Effect of α‐Methylphenylalanine and Phenylalanine on Brain Polyribosomes and Protein Synthesis

Abstract

A chronic hyperphenylalanemia was effectively produced in developing mice by daily administrations of phenylalanine (2 mg/g body wt) and a phenylalanine hydroxylase inhibitor .alpha.-methyl-D,L-phenylalanine (0.43 mg/g body wt). The presence of .alpha.-methylphenylalanine in newborn mice inhibited 65-70% of hepatic phenylalanine hydroxylase activity within 12 h. Since this maximum inhibition persisted for 24 h or longer, decreased enzyme activity was maintained by daily administrations.

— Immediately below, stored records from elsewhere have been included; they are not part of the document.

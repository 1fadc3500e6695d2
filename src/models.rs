//! Wire-level types shared by the supervisor, the HTTP front end and `ctl`.

use serde::{Deserialize, Serialize};

/// Externally visible server status.
#[derive(Debug, Clone, Copy, PartialEq, Eq, Serialize, Deserialize)]
#[serde(rename_all = "lowercase")]
pub enum Status {
    /// Process launched, ready marker not yet seen.
    Starting,
    /// Ready marker seen and the process is alive.
    Running,
    /// Process has exited. Terminal.
    Stopped,
}

impl Status {
    /// Lowercase name used on the wire.
    #[must_use]
    pub fn as_str(self) -> &'static str {
        match self {
            Self::Starting => "starting",
            Self::Running => "running",
            Self::Stopped => "stopped",
        }
    }
}

impl std::fmt::Display for Status {
    fn fmt(&self, f: &mut std::fmt::Formatter<'_>) -> std::fmt::Result {
        f.write_str(self.as_str())
    }
}

/// Body of `GET /status`.
///
/// The field is capitalised because the control plane parses the payload
/// produced by the previous wrapper.
#[derive(Debug, Clone, PartialEq, Eq, Serialize, Deserialize)]
pub struct StatusResponse {
    /// Current status.
    #[serde(rename = "Status")]
    pub status: Status,
}

/// Error body returned by every failing HTTP endpoint.
#[derive(Debug, Clone, PartialEq, Eq, Serialize, Deserialize)]
pub struct ErrorResponse {
    /// Human-readable error message.
    pub error: String,
}

/// A console line as seen by observers of the supervisor.
#[derive(Debug, Clone, PartialEq, Eq)]
pub struct ConsoleLine {
    /// Line text without its terminator.
    pub text: String,
    /// Name of the task that observed the line, if one was current.
    pub owner: Option<&'static str>,
}
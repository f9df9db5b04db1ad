//! Error types for graph mutation and persistence.

use thiserror::Error;

use super::graph::{BlockId, ConnectionEnd, ConnectionId, PortDirection};

/// Errors raised by graph mutations.
///
/// The interactive path treats these as no-ops; only direction and storage problems are shown to the
/// user.
#[derive(Error, Debug, Clone, PartialEq)]
pub enum GraphError {
	/// No registry entry with this key.
	#[error("Unknown block type '{0}'")]
	UnknownBlockType(String),

	/// The block id does not resolve.
	#[error("Block {0} not found")]
	BlockNotFound(BlockId),

	/// The block exists but has no port at this index.
	#[error("Block {block} has no {direction} port at index {index}")]
	PortNotFound {
		/// Owning block.
		block: BlockId,
		/// Side that was searched.
		direction: PortDirection,
		/// Requested index.
		index: usize,
	},

	/// Both endpoints are outputs or both are inputs.
	#[error("Cannot connect two {0} ports")]
	SameDirection(PortDirection),

	/// The exact same output/input pair is already connected.
	#[error("Ports {from} and {to} are already connected")]
	DuplicateConnection {
		/// Output endpoint.
		from: ConnectionEnd,
		/// Input endpoint.
		to: ConnectionEnd,
	},

	/// Two blocks in one graph share an id.
	#[error("Block id {0} is used more than once")]
	DuplicateBlockId(BlockId),

	/// Two connections in one graph share an id.
	#[error("Connection id {0} is used more than once")]
	DuplicateConnectionId(ConnectionId),

	/// Only keys seeded from the registry defaults may be updated.
	#[error("Block {block} has no setting '{key}'")]
	UnknownConfigKey {
		/// Target block.
		block: BlockId,
		/// Rejected key.
		key: String,
	},
}

/// Errors raised by the flow store and its storage sink.
#[derive(Error, Debug)]
pub enum PersistenceError {
	/// No storage backend could be opened.
	#[error("Storage is unavailable: {0}")]
	Unavailable(String),

	/// The sink rejected a read or write (quota exceeded, private mode, ...).
	#[error("Storage write failed: {0}")]
	Storage(String),

	/// Stored text is not a valid flow record.
	#[error("Failed to (de)serialize flow: {0}")]
	Serialization(#[from] serde_json::Error),

	/// A stored or imported flow references blocks or ports it does not contain.
	#[error("Flow is not a valid graph: {0}")]
	InvalidFlow(#[from] GraphError),

	/// No saved flow with this id.
	#[error("Flow '{0}' not found")]
	FlowNotFound(String),
}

Whereas concentrations of phenylalanine increased approximately 40-fold in both plasma and brain following injection of .alpha.-methylphenylalanine and phenylalanine, plasma levels of tyrosine were not altered significantly. Concomitant with changes in phenylalanine concentrations the brain polyribosomes'' disaggregation, which reached a maximum 3 h after infection and persisted as long as 18 h, was observed. Polyribosomes did not become refractory to as many as 10 daily injections of .alpha.-methylphenylalanine and phenylalanine. In addition to polyribosome disaggregation, chronic hyperphenylalanemia reduced the rates of polypeptide chain elongation on polyribosomes isolated from brain homogenates.